February 2026 ended with 24,209 total users and 21,866 new users. Traffic volume fell month over month, but engagement quality improved: bounce rate decreased to 52.39%, which means a smaller share of visits ended after a single page view. The site generated 15,334 engaged sessions, down modestly compared to the drop in users, and average user engagement time was 50 seconds.
Key Takeaways
- Total users declined to 24,209 (-26.63% month over month), and new users fell to 21,866 (-28.93%), indicating fewer fresh visits coming to the site.
- Bounce rate improved from 60.45% to 52.39% (-8.06 percentage points), suggesting landing pages did a better job keeping visitors from leaving immediately.
- Engaged sessions were 15,334 (-6.68%), a smaller drop than total users, which points to stronger session quality among the people who did visit.
- Organic Search (12,904 users) and Direct (7,697 users) drove most traffic, so overall results are heavily influenced by performance in those two channels.
- Traffic remained mobile-heavy (15,194 mobile users vs. 8,410 desktop), which keeps mobile page speed and usability central to engagement results.
Channel Notes
Organic Search (12,904 users) and Direct (7,697 users) were the main acquisition sources in February, together accounting for the majority of site users. Display (1,334) and Paid Social (1,268) added smaller volumes.
Referral traffic was lower volume (529 users) but showed the highest reported engagement time (00:04:15), which suggests those visitors were more intentional or better matched to the content.
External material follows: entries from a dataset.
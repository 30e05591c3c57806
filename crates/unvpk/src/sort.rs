//! Sort keys for the listing.

use std::cmp::Ordering;

use miette::{miette, Result};

use crate::list::ListEntry;

#[derive(Debug, Clone, Copy, PartialEq, Eq)]
pub enum SortField {
    Archive,
    Crc32,
    Offset,
    Size,
    Name,
}

#[derive(Debug, Clone, Copy, PartialEq, Eq)]
pub struct SortKey {
    pub field: SortField,
    pub descending: bool,
}

/// Parse a comma separated key list (`a|archive`, `c|crc32`, `o|offset`,
/// `s|size`, `n|name`; `-` prefix for descending, `+` accepted). When no
/// name key is present, `name` is appended as an ascending tiebreaker.
pub fn parse_sort_keys(spec: &str) -> Result<Vec<SortKey>> {
    let mut keys = Vec::new();
    let mut by_name = false;

    for part in spec.split(',') {
        let lower = part.to_ascii_lowercase();
        let (key, descending) = match lower.strip_prefix('-') {
            Some(rest) => (rest, true),
            None => (lower.strip_prefix('+').unwrap_or(&lower), false),
        };

        let field = match key {
            "a" | "archive" => SortField::Archive,
            "c" | "crc32" => SortField::Crc32,
            "o" | "offset" => SortField::Offset,
            "s" | "size" => SortField::Size,
            "n" | "name" => {
                by_name = true;
                SortField::Name
            }
            _ => return Err(miette!("illegal sort key: \"{part}\"")),
        };
        keys.push(SortKey { field, descending });
    }

    if !by_name {
        keys.push(SortKey {
            field: SortField::Name,
            descending: false,
        });
    }
    Ok(keys)
}

/// Compare two listing entries by a key chain.
pub fn compare(a: &ListEntry, b: &ListEntry, keys: &[SortKey]) -> Ordering {
    for key in keys {
        let ordering = match key.field {
            SortField::Archive => a.archive_index.cmp(&b.archive_index),
            SortField::Crc32 => a.crc32.cmp(&b.crc32),
            SortField::Offset => a.offset.cmp(&b.offset),
            SortField::Size => a.size.cmp(&b.size),
            SortField::Name => a.path.cmp(&b.path),
        };
        let ordering = if key.descending {
            ordering.reverse()
        } else {
            ordering
        };
        if ordering != Ordering::Equal {
            return ordering;
        }
    }
    Ordering::Equal
}

#[cfg(test)]
mod test {
    use pretty_assertions::assert_eq;

    use super::{parse_sort_keys, SortField, SortKey};

    #[test]
    fn short_and_long_keys_parse() {
        let keys = parse_sort_keys("a,crc32,-s").unwrap();
        assert_eq!(
            keys,
            vec![
                SortKey {
                    field: SortField::Archive,
                    descending: false
                },
                SortKey {
                    field: SortField::Crc32,
                    descending: false
                },
                SortKey {
                    field: SortField::Size,
                    descending: true
                },
                // Appended tiebreaker
                SortKey {
                    field: SortField::Name,
                    descending: false
                },
            ]
        );
    }

    #[test]
    fn explicit_name_key_is_not_duplicated() {
        let keys = parse_sort_keys("-n").unwrap();
        assert_eq!(
            keys,
            vec![SortKey {
                field: SortField::Name,
                descending: true
            }]
        );
    }

    #[test]
    fn illegal_keys_are_rejected() {
        assert!(parse_sort_keys("bogus").is_err());
        assert!(parse_sort_keys("a,,s").is_err());
    }
}
use std::path::PathBuf;

use clap::{ArgAction, Parser};
use miette::Result;
use tracing::{warn, Level};
use tracing_subscriber::FmtSubscriber;
use vpk::{ExtractOptions, Package};

mod console;
mod coverage;
mod list;
mod magic;
mod sort;
mod table;

/// List, check and extract VPK archives.
#[derive(Parser)]
#[command(name = "unvpk", version, about, long_about = None)]
#[command(disable_help_flag = true, disable_version_flag = true)]
struct Cli {
    /// An archive file named "*_dir.vpk"
    #[arg(value_name = "ARCHIVE")]
    archive: PathBuf,

    /// Only list/check/extract the given files
    #[arg(value_name = "FILE")]
    filter: Vec<String>,

    /// List archive contents
    #[arg(short, long)]
    list: bool,

    /// Sort the listing by a comma separated list of keys (a|archive,
    /// c|crc32, o|offset, s|size, n|name; prepend - for descending order)
    #[arg(short = 'S', long, value_name = "KEYS")]
    sort: Option<String>,

    /// Use human readable file sizes
    #[arg(short = 'h', long)]
    human_readable: bool,

    /// Check CRC32 sums
    #[arg(short, long)]
    check: bool,

    /// Extract and check CRC32 sums
    #[arg(short, long)]
    xcheck: bool,

    /// Extract files into another directory
    #[arg(short = 'C', long, value_name = "DIR", default_value = ".")]
    directory: PathBuf,

    /// Stop on error
    #[arg(short, long)]
    stop: bool,

    /// Coverage analysis of archive data (archive debugging)
    #[arg(long)]
    coverage: bool,

    /// Dump uncovered areas into files (implies --coverage, archive
    /// debugging)
    #[arg(long)]
    dump_uncovered: bool,

    /// Print help
    #[arg(short = 'H', long, action = ArgAction::Help)]
    help: Option<bool>,

    /// Print version information
    #[arg(short = 'v', long, action = ArgAction::Version)]
    version: Option<bool>,
}

fn main() -> Result<()> {
    better_panic::install();

    let subscriber = FmtSubscriber::builder()
        .with_max_level(Level::INFO)
        .finish();
    tracing::subscriber::set_global_default(subscriber).expect("setting default subscriber failed");

    let cli = Cli::parse();

    let sorting = match cli.sort.as_deref() {
        Some(spec) => sort::parse_sort_keys(spec)?,
        None => Vec::new(),
    };

    let mut handler = console::ConsoleHandler::new(cli.filter.clone(), cli.stop);
    let mut package = Package::from_path(&cli.archive, &mut handler)?;

    if !cli.filter.is_empty() {
        for miss in package.filter(&cli.filter) {
            warn!("not found in archive: {miss}");
        }
    }

    if cli.coverage || cli.dump_uncovered {
        coverage::coverage(
            &cli.archive,
            package.index_end(),
            &package,
            cli.dump_uncovered,
            &cli.directory,
            cli.human_readable,
        )?;
    } else if cli.list {
        list::list(&package, cli.human_readable, &sorting)?;
    } else if cli.xcheck {
        let opts = ExtractOptions::builder()
            .directory(cli.directory)
            .verify(true)
            .build();
        package.extract(&opts, &mut handler)?;
    } else if cli.check {
        package.check(&mut handler)?;
    } else {
        let opts = ExtractOptions::builder().directory(cli.directory).build();
        package.extract(&opts, &mut handler)?;
    }

    if !handler.all_ok() {
        std::process::exit(1);
    }
    Ok(())
}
Display and Paid Social showed very short reported engagement times (00:00:16 and 00:00:07), which could reflect low-quality clicks, a landing page mismatch, or tracking/UTM issues.
Device Notes
Mobile continued to lead with 15,194 users, followed by 8,410 desktop users (tablet 440; smart TV 2). Since most visits are happening on phones, any friction on mobile landing pages, slow load times, or confusing navigation will have an outsized impact on bounce rate and engaged sessions.
What We Recommend Next
- Break down the user decline by channel and top landing pages to pinpoint where the biggest volume losses occurred.
- Review the highest-traffic landing pages for message match and obvious UX friction, since bounce rate is still above 50% (52.39%).
- Check mobile load speed and on-page experience on the pages that receive the most Organic Search and Direct traffic.
- Audit Display and Paid Social tracking (UTMs and landing page setup) to confirm the extremely low engagement times reflect real behavior and not measurement issues.
How We’ll Measure Improvement
We’ll know these changes are working if we see traffic stabilize while engagement quality continues to improve, especially on the landing pages and channels that drive the most visits.
- Higher engaged sessions and engaged sessions per user, particularly from Organic Search and Direct.
- Lower bounce rate from the current 52.39%, with the biggest gains on top landing pages and on mobile.
- More reliable and consistent engagement time reporting for Display and Paid Social after UTM and tracking clean-up.